Gel treatments are primarily placed in treated fractures (or possibly other
high-permeability reservoir anomalies) and only minimally leak into matrix rock.
The gel blocks water coning through the fractures. Sydansk maintains that some
gravity segregation of the gel within the fractures occurs. This provides a flow
path for oil from the far well-bore region. Accordingly, adjusting the crude oil
over-displacement process “on the fly” may be as important as adjustments while
placing the gel. There also is consensus that more aggressive pretreatment
acidizing correlates with higher incremental oil production. Acidizing targets
the fractures and not the matrix.
TORP’s Paul Willhite presented results on a few field treatments that tested
disproportionate permeability reduction concepts. Following a conventional gel
treatment with limited post-treatment flush, the well is shut in for a couple
weeks and then a small volume of crude oil is injected at low rates and
pressures to dehydrate the emplaced gel and create oil flow paths. Results were
inconclusive.
Brett Davidson with Wavefront described its Powerwave fluid-flow enhancement
technology. This is an injection technology where a volume of liquid is forced
into the reservoir with each impulse at high acceleration by a downhole device.

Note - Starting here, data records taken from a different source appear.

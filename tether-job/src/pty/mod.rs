//! PTY-backed job process
//!
//! Uses portable-pty for the terminal and a per-platform
//! [`SignalSupport`] for signal delivery.

mod cmd;
mod signals;

pub use cmd::{resolve_term_size, JobCmd};
pub use signals::{platform_signals, JobSignal, SignalSupport, UnsupportedSignals};
#[cfg(unix)]
pub use signals::UnixSignals;
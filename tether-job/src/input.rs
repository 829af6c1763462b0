//! Reordering of job input
//!
//! Main servers send input over a socket that may be replaced mid-session, so
//! inputs can arrive slightly out of order. [`ReorderQueue`] restores
//! `seq_num` order within a session, waiting at most a short timeout for a
//! missing item before giving up on it.
//!
//! Sessions are ordered by when they were first seen: everything from an
//! older session sorts before everything from a newer one.

use std::collections::HashMap;
use std::sync::{Arc, Weak};
use std::time::Duration;

use parking_lot::Mutex;
use tokio::sync::mpsc;
use tokio::task::JoinHandle;
use tokio::time::Instant;
use tracing::{debug, trace};

use tether_utils::{Result, TetherError};

use crate::config::InputConfig;

/// First sequence number of every session
const FIRST_SEQ: u64 = 1;

struct Held<T> {
    order: (u64, u64),
    session: String,
    seq: u64,
    item: T,
    since: Instant,
}

struct QueueState<T> {
    /// Session id -> first-seen rank
    sessions: HashMap<String, u64>,
    next_rank: u64,
    current_session: Option<String>,
    next_seq: u64,
    held: Vec<Held<T>>,
    tx: Option<mpsc::Sender<T>>,
    timer: Option<JoinHandle<()>>,
}

struct Inner<T> {
    state: Mutex<QueueState<T>>,
    capacity: usize,
    timeout: Duration,
}

/// Orders items by `(session, seq_num)` with a bounded wait for gaps
pub struct ReorderQueue<T> {
    inner: Arc<Inner<T>>,
}

impl<T: Send + 'static> ReorderQueue<T> {
    /// Create a queue and the receiver ordered items are delivered on
    pub fn new(capacity: usize, timeout: Duration) -> (Self, mpsc::Receiver<T>) {
        let capacity = capacity.max(1);
        let (tx, rx) = mpsc::channel(capacity);
        let inner = Arc::new(Inner {
            state: Mutex::new(QueueState {
                sessions: HashMap::new(),
                next_rank: 0,
                current_session: None,
                next_seq: FIRST_SEQ,
                held: Vec::new(),
                tx: Some(tx),
                timer: None,
            }),
            capacity,
            timeout,
        });
        (Self { inner }, rx)
    }

    pub fn from_config(config: &InputConfig) -> (Self, mpsc::Receiver<T>) {
        Self::new(config.reorder_capacity, config.reorder_timeout())
    }

    /// Queue an item
    ///
    /// Items without a session or with `seq_num == 0` are delivered
    /// immediately. Fails when the queue is closed or full.
    pub fn push(&self, session: Option<&str>, seq_num: u64, item: T) -> Result<()> {
        let inner = &self.inner;
        let mut state = inner.state.lock();
        let Some(tx) = state.tx.as_ref() else {
            return Err(TetherError::internal("input queue is closed"));
        };
        let queued = inner.capacity - tx.capacity();
        if state.held.len() + queued >= inner.capacity {
            return Err(TetherError::internal(format!(
                "input queue is full (capacity {})",
                inner.capacity
            )));
        }

        let session = match session {
            Some(s) if !s.is_empty() && seq_num != 0 => s,
            _ => {
                state.deliver(item);
                return Ok(());
            }
        };

        state.ensure_session(session);
        let order = (state.sessions[session], seq_num);
        let expected = state.expected_order();

        if order < expected {
            trace!(session, seq_num, "late input delivered immediately");
            state.deliver(item);
        } else if order == expected {
            state.deliver(item);
            state.next_seq += 1;
            state.drain_ready();
        } else {
            trace!(session, seq_num, next = state.next_seq, "holding out-of-order input");
            state.held.push(Held {
                order,
                session: session.to_string(),
                seq: seq_num,
                item,
                since: Instant::now(),
            });
            if state.timer.is_none() {
                state.timer = Some(Inner::schedule(Arc::downgrade(inner), inner.timeout));
            }
        }
        Ok(())
    }

    /// Stop accepting items; the receiver ends once drained
    pub fn close(&self) {
        let mut state = self.inner.state.lock();
        if let Some(timer) = state.timer.take() {
            timer.abort();
        }
        state.held.clear();
        state.tx = None;
    }

    /// Number of out-of-order items waiting for a gap to fill
    pub fn held_len(&self) -> usize {
        self.inner.state.lock().held.len()
    }
}

impl<T> Drop for ReorderQueue<T> {
    fn drop(&mut self) {
        if let Some(timer) = self.inner.state.lock().timer.take() {
            timer.abort();
        }
    }
}

impl<T> QueueState<T> {
    fn deliver(&self, item: T) {
        if let Some(tx) = &self.tx {
            // Room is reserved by the capacity check in push
            if tx.try_send(item).is_err() {
                debug!("input receiver gone, dropping input");
            }
        }
    }

    fn expected_order(&self) -> (u64, u64) {
        let rank = self
            .current_session
            .as_ref()
            .and_then(|s| self.sessions.get(s))
            .copied()
            .unwrap_or(0);
        (rank, self.next_seq)
    }

    fn ensure_session(&mut self, session: &str) {
        if self.sessions.contains_key(session) {
            return;
        }
        let rank = self.next_rank;
        self.next_rank += 1;
        self.sessions.insert(session.to_string(), rank);
        self.flush_all();
        debug!(session, "new input session");
        self.current_session = Some(session.to_string());
        self.next_seq = FIRST_SEQ;
    }

    fn sort_held(&mut self) {
        self.held.sort_by_key(|h| h.order);
    }

    fn flush_all(&mut self) {
        if let Some(timer) = self.timer.take() {
            timer.abort();
        }
        self.sort_held();
        for held in std::mem::take(&mut self.held) {
            self.deliver(held.item);
        }
    }

    /// Deliver held items that continue the current sequence
    fn drain_ready(&mut self) {
        self.sort_held();
        let current = self.current_session.clone();
        let mut ready = 0;
        for held in &self.held {
            if Some(&held.session) == current.as_ref() && held.seq == self.next_seq {
                self.next_seq += 1;
                ready += 1;
            } else {
                break;
            }
        }
        let released: Vec<_> = self.held.drain(..ready).collect();
        for held in released {
            self.deliver(held.item);
        }
    }
}

impl<T: Send + 'static> Inner<T> {
    fn schedule(weak: Weak<Self>, delay: Duration) -> JoinHandle<()> {
        tokio::spawn(async move {
            tokio::time::sleep(delay).await;
            if let Some(inner) = weak.upgrade() {
                inner.on_timeout();
            }
        })
    }

    /// Give up on gaps older than the timeout
    fn on_timeout(self: Arc<Self>) {
        let mut state = self.state.lock();
        state.timer = None;
        if state.tx.is_none() || state.held.is_empty() {
            return;
        }

        state.sort_held();
        let now = Instant::now();
        let last_expired = state
            .held
            .iter()
            .rposition(|h| now.duration_since(h.since) >= self.timeout);

        if let Some(last) = last_expired {
            let current = state.current_session.clone();
            let expired: Vec<_> = state.held.drain(..=last).collect();
            for held in expired {
                if Some(&held.session) == current.as_ref() && held.seq >= state.next_seq {
                    state.next_seq = held.seq + 1;
                }
                debug!(session = %held.session, seq_num = held.seq, "input gap timed out");
                state.deliver(held.item);
            }
            state.drain_ready();
        }

        if let Some(oldest) = state.held.iter().map(|h| h.since).min() {
            let delay = self.timeout.saturating_sub(now.duration_since(oldest));
            state.timer = Some(Self::schedule(Arc::downgrade(&self), delay));
        }
    }
}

Repetitious impulses create extremely high mixing in the near well-bore
environment, and the injected fluids will be dispersed in the porous medium. The
displacement front progresses much more uniformly, reducing viscous fingering
and allowing fuller reservoir contact. The process can be used short term for
well stimulation or long term in injectors to improve injectivity. It is a
proven technology with more than 175 single-well applications and six
field-scale applications since it was introduced in 1998.

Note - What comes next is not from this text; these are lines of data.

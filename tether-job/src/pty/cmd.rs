//! The job's process, running under a PTY

use std::io::{Read, Write};
use std::sync::Arc;

use parking_lot::Mutex;
use portable_pty::{native_pty_system, Child, CommandBuilder, MasterPty, PtySize};
use tokio::sync::watch;
use tracing::{debug, info, warn};

use tether_protocol::{ExitInfo, JobInput, StartJobRequest, TermSize};
use tether_utils::{Result, TetherError};

use super::signals::{JobSignal, SignalSupport};

/// Apply the default size for unset dimensions and reject the rest
pub fn resolve_term_size(size: Option<TermSize>) -> Result<PtySize> {
    let mut size = size.unwrap_or_default();
    if size.rows == 0 || size.cols == 0 {
        size = TermSize::default();
    }
    to_pty_size(size)
}

fn to_pty_size(size: TermSize) -> Result<PtySize> {
    let invalid = || TetherError::InvalidTermSize {
        rows: size.rows,
        cols: size.cols,
    };
    if size.rows <= 0 || size.cols <= 0 {
        return Err(invalid());
    }
    Ok(PtySize {
        rows: u16::try_from(size.rows).map_err(|_| invalid())?,
        cols: u16::try_from(size.cols).map_err(|_| invalid())?,
        pixel_width: 0,
        pixel_height: 0,
    })
}

struct CmdState {
    exit: Option<ExitInfo>,
    pty_closed: bool,
}

/// One process attached to a PTY
///
/// Exit information is captured exactly once by a background waiter and is
/// immutable afterwards.
pub struct JobCmd {
    job_id: String,
    pid: u32,
    /// Process group right after spawn, before the child can be reaped
    start_pgid: i32,
    master: Mutex<Option<Box<dyn MasterPty + Send>>>,
    writer: Mutex<Option<Box<dyn Write + Send>>>,
    reader: Mutex<Option<Box<dyn Read + Send>>>,
    state: Mutex<CmdState>,
    exit_tx: watch::Sender<Option<ExitInfo>>,
    signals: Arc<dyn SignalSupport>,
}

impl JobCmd {
    /// Spawn `def` under a new PTY and start the exit waiter
    ///
    /// Must be called from within a tokio runtime.
    pub fn spawn(
        job_id: impl Into<String>,
        def: &StartJobRequest,
        signals: Arc<dyn SignalSupport>,
    ) -> Result<Arc<Self>> {
        let job_id = job_id.into();
        let size = resolve_term_size(def.term_size)?;

        let pty_system = native_pty_system();
        let pair = pty_system
            .openpty(size)
            .map_err(|e| TetherError::pty(format!("Failed to open PTY: {}", e)))?;

        let mut cmd = CommandBuilder::new(&def.cmd);
        cmd.args(&def.args);
        if let Ok(cwd) = std::env::current_dir() {
            cmd.cwd(cwd);
        }
        for (key, value) in &def.env {
            cmd.env(key, value);
        }

        let child = pair
            .slave
            .spawn_command(cmd)
            .map_err(|e| TetherError::ProcessSpawn(format!("{}: {}", def.cmd, e)))?;
        // Only the child keeps the slave open, so its exit ends the output
        drop(pair.slave);

        let pid = child
            .process_id()
            .ok_or_else(|| TetherError::ProcessSpawn("child has no pid".into()))?;

        // The child runs in its own session, so its group is its pid
        let start_pgid = signals.process_group(pid).unwrap_or(pid as i32);

        let reader = pair
            .master
            .try_clone_reader()
            .map_err(|e| TetherError::pty(format!("Failed to clone reader: {}", e)))?;
        let writer = pair
            .master
            .take_writer()
            .map_err(|e| TetherError::pty(format!("Failed to get writer: {}", e)))?;

        let (exit_tx, _) = watch::channel(None);
        let job = Arc::new(Self {
            job_id,
            pid,
            start_pgid,
            master: Mutex::new(Some(pair.master)),
            writer: Mutex::new(Some(writer)),
            reader: Mutex::new(Some(reader)),
            state: Mutex::new(CmdState {
                exit: None,
                pty_closed: false,
            }),
            exit_tx,
            signals,
        });

        info!(job_id = %job.job_id, pid, cmd = %def.cmd, rows = size.rows, cols = size.cols, "job process started");
        tokio::spawn(Arc::clone(&job).wait_loop(child));
        Ok(job)
    }

    pub fn job_id(&self) -> &str {
        &self.job_id
    }

    pub fn pid(&self) -> u32 {
        self.pid
    }

    /// Hand out the PTY output reader. Returns `None` after the first call.
    pub fn take_reader(&self) -> Option<Box<dyn Read + Send>> {
        self.reader.lock().take()
    }

    /// Apply keystrokes, a signal and a resize, whichever are present
    ///
    /// Each part is attempted even if an earlier one fails; the first error
    /// is returned.
    pub fn handle_input(&self, input: &JobInput) -> Result<()> {
        let mut first_err = None;

        match input.decode_data() {
            Ok(Some(data)) => {
                if let Err(e) = self.write_input(&data) {
                    first_err.get_or_insert(e);
                }
            }
            Ok(None) => {}
            Err(e) => {
                first_err.get_or_insert(TetherError::InvalidMessage(format!(
                    "bad input data: {}",
                    e
                )));
            }
        }

        if let Some(name) = &input.sig_name {
            let result = self
                .signals
                .normalize(name)
                .and_then(|sig| self.send_signal(sig));
            if let Err(e) = result {
                first_err.get_or_insert(e);
            }
        }

        if let Some(size) = input.term_size {
            if let Err(e) = self.resize(size) {
                first_err.get_or_insert(e);
            }
        }

        match first_err {
            Some(e) => Err(e),
            None => Ok(()),
        }
    }

    fn write_input(&self, data: &[u8]) -> Result<()> {
        let mut writer = self.writer.lock();
        let writer = writer
            .as_mut()
            .ok_or_else(|| TetherError::pty("PTY is closed"))?;
        writer
            .write_all(data)
            .and_then(|_| writer.flush())
            .map_err(|e| TetherError::pty(format!("Write failed: {}", e)))
    }

    /// Send `signal` to the process
    pub fn send_signal(&self, signal: JobSignal) -> Result<()> {
        let st = self.state.lock();
        if st.exit.is_some() {
            return Err(TetherError::ProcessExited);
        }
        debug!(job_id = %self.job_id, pid = self.pid, signal = %signal, "signalling job");
        self.signals.send(self.pid, signal)
    }

    /// Resize the PTY
    pub fn resize(&self, size: TermSize) -> Result<()> {
        let pty_size = to_pty_size(size)?;
        let master = self.master.lock();
        let master = master
            .as_ref()
            .ok_or_else(|| TetherError::pty("PTY is closed"))?;
        master
            .resize(pty_size)
            .map_err(|e| TetherError::pty(format!("Resize failed: {}", e)))
    }

    /// Process group the job was started in, available even after exit
    pub fn start_pgid(&self) -> i32 {
        self.start_pgid
    }

    /// Process group for signal fan-out
    pub fn pgid(&self) -> Result<i32> {
        let st = self.state.lock();
        if st.exit.is_some() {
            return Err(TetherError::ProcessExited);
        }
        self.signals.process_group(self.pid)
    }

    /// Close our side of the PTY so the job sees a hangup
    ///
    /// The output reader holds its own descriptor, so the hangup the kernel
    /// would deliver on last close is sent to the process group explicitly.
    /// Safe to call repeatedly.
    pub fn terminate_by_closing_pty_master(&self) {
        let exited = {
            let mut st = self.state.lock();
            if st.pty_closed {
                return;
            }
            st.pty_closed = true;
            st.exit.is_some()
        };

        self.writer.lock().take();
        self.master.lock().take();
        info!(job_id = %self.job_id, "closed PTY master");

        if exited {
            return;
        }
        let result = self
            .signals
            .process_group(self.pid)
            .and_then(|pgid| self.signals.send_group(pgid, JobSignal::Hup))
            .or_else(|_| self.signals.send(self.pid, JobSignal::Hup));
        if let Err(e) = result {
            warn!(job_id = %self.job_id, error = %e, "failed to hang up job");
        }
    }

    /// Exit information, once the process has exited
    pub fn exit_info(&self) -> Option<ExitInfo> {
        self.state.lock().exit.clone()
    }

    pub fn has_exited(&self) -> bool {
        self.state.lock().exit.is_some()
    }

    /// Watch for the exit; the value turns `Some` exactly once
    pub fn subscribe_exit(&self) -> watch::Receiver<Option<ExitInfo>> {
        self.exit_tx.subscribe()
    }

    /// Wait until the process has exited
    pub async fn wait_exit(&self) -> ExitInfo {
        let mut rx = self.subscribe_exit();
        loop {
            if let Some(exit) = rx.borrow_and_update().clone() {
                return exit;
            }
            if rx.changed().await.is_err() {
                // Sender lives as long as self, so this only races shutdown
                if let Some(exit) = self.exit_info() {
                    return exit;
                }
            }
        }
    }

    async fn wait_loop(self: Arc<Self>, child: Box<dyn Child + Send + Sync>) {
        let pid = self.pid;
        let exit = match tokio::task::spawn_blocking(move || wait_for_exit(child, pid)).await {
            Ok(exit) => exit,
            Err(e) => ExitInfo {
                exit_code: -1,
                exit_err: Some(format!("waiter failed: {}", e)),
                exit_ts: chrono::Utc::now().timestamp_millis(),
                ..ExitInfo::default()
            },
        };

        {
            let mut st = self.state.lock();
            if st.exit.is_some() {
                return;
            }
            st.exit = Some(exit.clone());
        }
        info!(
            job_id = %self.job_id,
            exit_code = exit.exit_code,
            exit_signal = ?exit.exit_signal,
            exit_err = ?exit.exit_err,
            "job process exited"
        );
        self.exit_tx.send_replace(Some(exit));
    }
}

/// Block until the child exits and classify how it ended
#[cfg(unix)]
fn wait_for_exit(child: Box<dyn Child + Send + Sync>, pid: u32) -> ExitInfo {
    use nix::errno::Errno;
    use nix::sys::wait::{waitpid, WaitStatus};
    use nix::unistd::Pid;

    // waitpid reports the signal itself, which the portable status only
    // carries as a description
    let result = loop {
        match waitpid(Pid::from_raw(pid as i32), None) {
            Err(Errno::EINTR) => continue,
            other => break other,
        }
    };
    drop(child);

    let exit_ts = chrono::Utc::now().timestamp_millis();
    match result {
        Ok(WaitStatus::Exited(_, code)) => ExitInfo {
            exit_code: code,
            exit_ts,
            ..ExitInfo::default()
        },
        Ok(WaitStatus::Signaled(_, signal, _)) => ExitInfo {
            exit_code: -1,
            exit_signal: Some(signal.as_str().to_string()),
            exit_ts,
            ..ExitInfo::default()
        },
        Ok(other) => ExitInfo {
            exit_code: -1,
            exit_err: Some(format!("unexpected wait status: {:?}", other)),
            exit_ts,
            ..ExitInfo::default()
        },
        Err(e) => ExitInfo {
            exit_code: -1,
            exit_err: Some(format!("wait failed: {}", e)),
            exit_ts,
            ..ExitInfo::default()
        },
    }
}

#[cfg(not(unix))]
fn wait_for_exit(mut child: Box<dyn Child + Send + Sync>, _pid: u32) -> ExitInfo {
    let exit_ts = chrono::Utc::now().timestamp_millis();
    match child.wait() {
        Ok(status) => match status.signal() {
            Some(signal) => ExitInfo {
                exit_code: -1,
                exit_signal: Some(signal.to_string()),
                exit_ts,
                ..ExitInfo::default()
            },
            None => ExitInfo {
                exit_code: status.exit_code() as i32,
                exit_ts,
                ..ExitInfo::default()
            },
        },
        Err(e) => ExitInfo {
            exit_code: -1,
            exit_err: Some(format!("wait failed: {}", e)),
            exit_ts,
            ..ExitInfo::default()
        },
    }
}

impl std::fmt::Debug for JobCmd {
    fn fmt(&self, f: &mut std::fmt::Formatter<'_>) -> std::fmt::Result {
        f.debug_struct("JobCmd")
            .field("job_id", &self.job_id)
            .field("pid", &self.pid)
            .finish_non_exhaustive()
    }
}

Operational factors include amplitude, rise time, displacement efficiency, fluid
injection rate and stroke recurrence rate. Regarding amplitude, one should not
significantly exceed the local fracture pressure. Rise time must be optimized
for a given permeability. It is best to use the pulse frequency at which a pore
liquid initially begins to behave incompressibly. This is affected by liquid and
solid properties. Wavefront is using Powerwave in its Rogers County, Ok.,
project, which produces from the Bartlesville formation. Tests there indicate a
two- to threefold improvement in injectivity, but it is too early for fieldscale
results.
A presentation by Kent Pennybaker of River City Engineering highlighted another
Kansas hydrocarbon resource: low quality natural gas. Nearly a third of Kansas
fields have high enough nitrogen and helium concentrations to lower Btu content
below 950 Btus an Mcf. Nitrogen-to-helium ratios in the Hugoton area, where
largescale helium recovery occurs, are generally constant at 40-to-1. Operators
should note that data show other producing trends in Kansas exhibit similar,
relatively constant but much higher nitrogen- to-helium ratios of 10-to-1. This
higher ratio persists from the Central Kansas Uplift to the Oklahoma border.
This represents an opportunity for producers since experience has shown that
smallscale nitrogen facilities (1 million cubic feet a day or less) can be
economic with gas prices above $1.50-$2.50 an MMBtu.
There are five general technologies available: cryogenic, adsorption, membrane,
absorption, and raw use. Cryogenic facilities are proven but capital costs are
high and the plants are complex. Adsorption–commonly referred to as pressure
swing adsorption processes–can trap the nitrogen while allowing the methane to
pass or vice versa. Extremely small-scale applications down to 100 Mcf a day are
possible.
Very small facilities also are possible with membrane plants. Absorption
utilizes
a
chilled circulating fluid that absorbs methane in a contactor tower and releases
the methane during regeneration. Like cryogenic plants, capital costs are high
and the plants are complex. For many situations, raw use such as generating
electricity can be the most economic option. There are gas engines and gas
turbine-driven generators that will burn very low-quality gas.
What participants took from the Oil Recovery Conference is that there is more
than one way to profitably recover hydrocarbons in mature basins, but one has to
work at it.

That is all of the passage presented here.